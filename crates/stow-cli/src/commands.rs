//! CLI argument definitions.

use clap::Parser;
use std::path::PathBuf;
use std::sync::LazyLock;
use stow_core::Compression;

static VERSION: LazyLock<String> = LazyLock::new(|| match option_env!("STOW_BUILD") {
    Some(build) => format!("{}+{}", env!("CARGO_PKG_VERSION"), build),
    None => env!("CARGO_PKG_VERSION").to_string(),
});

#[derive(Parser, Debug)]
#[command(name = "stow")]
#[command(author, version = VERSION.as_str(), about = "Cache build directories in remote storage, keyed by branch", long_about = None)]
pub struct Cli {
    /// Repository full name
    #[arg(long = "repo-name", env = "DRONE_REPO", default_value = "")]
    pub repo_name: String,

    /// Repository default branch
    #[arg(long = "repo-branch", env = "DRONE_REPO_BRANCH", default_value = "master")]
    pub repo_branch: String,

    /// Branch of the commit being built
    #[arg(long = "commit-branch", env = "DRONE_COMMIT_BRANCH", default_value = "master")]
    pub commit_branch: String,

    /// Cache directories
    #[arg(long = "mount", env = "PLUGIN_MOUNT", value_delimiter = ',')]
    pub mounts: Vec<String>,

    /// Rebuild the cache directories
    #[arg(long, env = "PLUGIN_REBUILD")]
    pub rebuild: bool,

    /// Restore the cache directories
    #[arg(long, env = "PLUGIN_RESTORE")]
    pub restore: bool,

    /// Root prefix of every cache key
    #[arg(long, env = "PLUGIN_PATH", default_value = "")]
    pub path: String,

    /// Base directory for relative mounts
    #[arg(long, env = "DRONE_WORKSPACE", default_value = ".")]
    pub workspace: PathBuf,

    /// Advisory expiry of uploaded entries, in seconds
    #[arg(long, env = "PLUGIN_TTL")]
    pub ttl: Option<u64>,

    /// Archive encoding: none, gzip or zstd
    #[arg(long, env = "PLUGIN_COMPRESSION", default_value = "none")]
    pub compression: Compression,

    /// S3 configuration (JSON)
    #[arg(long, env = "PLUGIN_S3", hide_env_values = true)]
    pub s3: Option<String>,

    /// SFTP configuration (JSON)
    #[arg(long, env = "PLUGIN_SFTP", hide_env_values = true)]
    pub sftp: Option<String>,

    /// Local filesystem configuration (JSON)
    #[arg(long, env = "PLUGIN_FILESYSTEM")]
    pub filesystem: Option<String>,

    /// Source env file
    #[arg(long = "env-file")]
    pub env_file: Option<PathBuf>,
}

^^^^^^^^^^^^^^^^

▸ WHAT THE EXERCISE ASKS: Return every line in the listing that contains the word "true".

▸ RESULT OF THE EXERCISE:
    #[arg(long, env = "PLUGIN_S3", hide_env_values = true)]
    #[arg(long, env = "PLUGIN_SFTP", hide_env_values = true)]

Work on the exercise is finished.